Beste Lösung für Webdienste die ich lokal betreibe & nutze, aber auch von außerhalb

[der_angler]

Nabend,

ich habe da mal eine grundsätzliche Frage nach der besten Lösung.

Ich habe zuhause mehrere Raspberry Pi's , bzw. virtuelle Maschinen mit verschiedenen Webdiensten:

TeamSpeak-Server auf einer virtuellen Maschine (A) mit debian
mqtt-Broker auf einem Raspberry Pi
icinga2 auf einer virtuellen Maschine(B) mit centOS
apache Webserver auf einer virtuellen Maschine(C) mit centos

Ich nutze verschiedene vm's und Geräte um bei einem Ausfall/Update/etc.. die anderen Dienste nicht zu beeinflussen.
Aber sei's drum.

Ich nutze die oben genannten Dienste zu einem großen Teil in meinem lokalen Netz (sensoren über mqtt, hardware überwachung mit icinga, teamspeak beim spielen).
Es ist aber auch so, das ich gerne von extern darauf zugreifen möchte.

Z.Bsp. möchte ich gerne das Sensoren sich über das Internet mit meinem mqtt-Broker verbinden können, das gleiche gilt für den Icinga und Teamspeak-Server.

Gleichzeitig möchte ich aber das sowohl die interne, als logischerweise auch die externe Kommunikation über SSL läuft.

Wie baue ich das Netz jetzt sinnvollerweise auf?

Ich habe 2 x Fritzboxen zur Verfügung, damit könnte ich eine echte DMZ aufbauen.

[nopes]

Nun: Erstmal, was meinst du mit echte DMZ?
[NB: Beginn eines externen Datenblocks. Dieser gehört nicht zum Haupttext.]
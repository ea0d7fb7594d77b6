pub mod alert;
pub mod app;
pub mod dashboard;
pub mod keyword;
pub mod ranking;
pub mod workspace;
Dann, hängt die Umsetzung auch davon ab,ob du IPv4 oder IPv6 einsetzt. Bei IPv6 braucht man kein NAT mehr, dadurch braucht man dann auch nicht mehr Port Forwading. In der Praxis habe ich es noch nicht erlebt, dass die Leute wirklich IPv6 einsetzen, gibt zwar Pushs in die Richtung (ISPs usw). Ich glaube aber das wird sich nicht behaupten, so gut wie jeder kann IPv4 gut genug um damit was zu erreichen, aber so gut wie keiner kann IPv6 gut genug, um damit was zu erreichen. Das führt dazu, dass das Thema beim Entwicklen ebenfalls gemieden wird - Beispiel: Bus-System in Fahrzeugen erzeugen immer mehr Daten, da reichen die Kapaziäten nicht mehr, also wird von Can auf Ethernet umgebaut, aber mit IPv4; heute. Man wird also noch sehr sehr lange IPv4 nutzen können. Es spricht also nicht viel dagegen, weiter auf IPv4 zusetzen - hipp ist aber IPv6. Mit IPv6 löst sich dann übrigens auch das "doppelte" Port Problem, weil ja verschiedene Adressen vorhanden sind. Aber, die Home Router sind idR auch eine Firewall, mann müsste den irgendwie bei bringen, dass die doch bitte den Traffic von außen durchlassen, machen die aber nicht. Bei IPv6 ist alles total dynamisch, es gibt keine feste Adressen mehr, die kriegt man vom ISP und der darf sie beliebig oft verändern, Regeln dafür auf dem Router zu schreiben ist also nicht ganz ohne. Überhaupt ist das ein riesiger Bremsklotz, alles anders, total anderes bei IPv6, man müsste jede menge Menschen schulen, dass kostet jede Menge Geld, daher hat die Wirtschaft da kein Bock drauf, außer sie muss. Daher wird sich IPv6 auch nicht in absehbarer Zeit durchsetzten.

Klarer Fall, IPv4 + NAT

DMZ ist mMn ein veralteter Begriff, der so nicht mehr verwendet werden sollte, es ging mal um klares Trennen, aber heute hängt fast alles in einem Cluster an irgendwelchen tollen Netzwerkdingsis und wird per Software getrennt. Vielleicht kommt es aber wieder dahin, denn es stellt sich gerade in letzter Zeit immer wieder heraus, dass das mit dem trennen durch Software nicht so richtig klappt, könnte also passieren, dass das physikalische trennen, wieder an beudetung gewinnt, aber es kostet halt viel mehr, die Chancen sind also klein.